Graduates from two top universities in Beijing will be granted fast-track Shanghai household registration authorization if they choose to work in the financial hub, according to a new policy issued by the city's education commission.
Under a pilot program, those with bachelor's degrees from Peking University or Tsinghua University who have been offered jobs in Shanghai will be granted preferential treatment in their applications for Shanghai household registration permits, or hukou, which afford holders a full range of benefits including pensions, healthcare and child education stipends as well as auto and apartment purchasing quotas.

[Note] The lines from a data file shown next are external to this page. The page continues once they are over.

//! Pure filter/sort engines over the catalogue.
//!
//! Both engines return a fresh `Vec` of references and never touch their
//! input, so a view can be rebuilt from the same state any number of times.

pub mod events;
pub mod teams;

pub use events::{EventFilter, EventSort, filter_events, trending_score, trending_strip};
pub use teams::{TeamFilter, filter_and_sort_teams};

/// Case-insensitive substring test used by both search boxes.
pub(crate) fn contains_folded(haystack: &str, needle_lower: &str) -> bool {
    haystack.to_lowercase().contains(needle_lower)
}
use serde::{Deserialize, Serialize};

/// One event-to-team record owned by the session user.
#[derive(Debug, Clone, PartialEq, Eq, Serialize, Deserialize)]
pub struct MembershipEntry {
    pub event_id: String,
    pub team_id: u64,
}

/// Which team (if any) the session user belongs to, per event.
///
/// Entries keep join order and there is at most one entry per event. There
/// is no removal: membership is monotonic for a session.
#[derive(Debug, Clone, Default, PartialEq, Eq, Serialize, Deserialize)]
#[serde(transparent)]
pub struct Memberships {
    entries: Vec<MembershipEntry>,
}

impl Memberships {
    #[must_use]
    pub fn new() -> Self {
        Self::default()
    }

    /// The user's team for `event_id`.
    #[must_use]
    pub fn team_for(&self, event_id: &str) -> Option<u64> {
        self.entries
            .iter()
            .find(|entry| entry.event_id == event_id)
            .map(|entry| entry.team_id)
    }

    /// Record membership; a second record for the same event is refused.
    pub(crate) fn record(&mut self, event_id: &str, team_id: u64) -> bool {
        if self.team_for(event_id).is_some() {
            return false;
        }
        self.entries.push(MembershipEntry {
            event_id: event_id.to_string(),
            team_id,
        });
        true
    }

    pub fn iter(&self) -> impl Iterator<Item = &MembershipEntry> {
        self.entries.iter()
    }

    #[must_use]
    pub fn len(&self) -> usize {
        self.entries.len()
    }

    #[must_use]
    pub fn is_empty(&self) -> bool {
        self.entries.is_empty()
    }
}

The policy comes at a time when a long list of Chinese cities — including Beijing, Tianjin and Shenzhen — have offered to provide various incentives to attract talent, including hukou privileges.
"Shanghai's new policy ... significantly cuts the time required to obtain a Shanghai hukou under a points-based system," said Lu Yujie, managing consultant of human resources company Cornerstone Global Partners.
First-tier cities like Shanghai and Beijing are feeling the pressure as second- and third-tier ones are attracting top graduates with preferential policies, but Shanghai, over the long term, needs to address its high living costs and property prices if it wants to attract and retain more talent, Lu said.
With a population of nearly 25 million, Shanghai first started using a points-based hukou system for nonlocal graduates in 2004, with preference given to those with higher degrees and grade-point averages, as well as graduates with specialized skills in technology and other areas.
With the updated policy, graduates from Peking and Tsinghua universities are exempted from the tedious points-generating process for hukou registrations, and only need to meet "basic requirements" if they are offered full-time jobs in Shanghai.
Some students in Beijing from the two institutions said the policy is still not enough to attract them to work in Shanghai.
Xu Haozhe, a postgraduate student at Peking University's law school, said, "All my friends and potential business partners are in Beijing, and I have to make new friends if I go to Shanghai."
Huang Yunwen, a junior student majoring in computer science at Peking University, said in the IT sector, Beijing offers more opportunities and choices. "But that does not mean Shanghai is losing its appeal. I saw schoolmates talking on social media about landing jobs in Shanghai."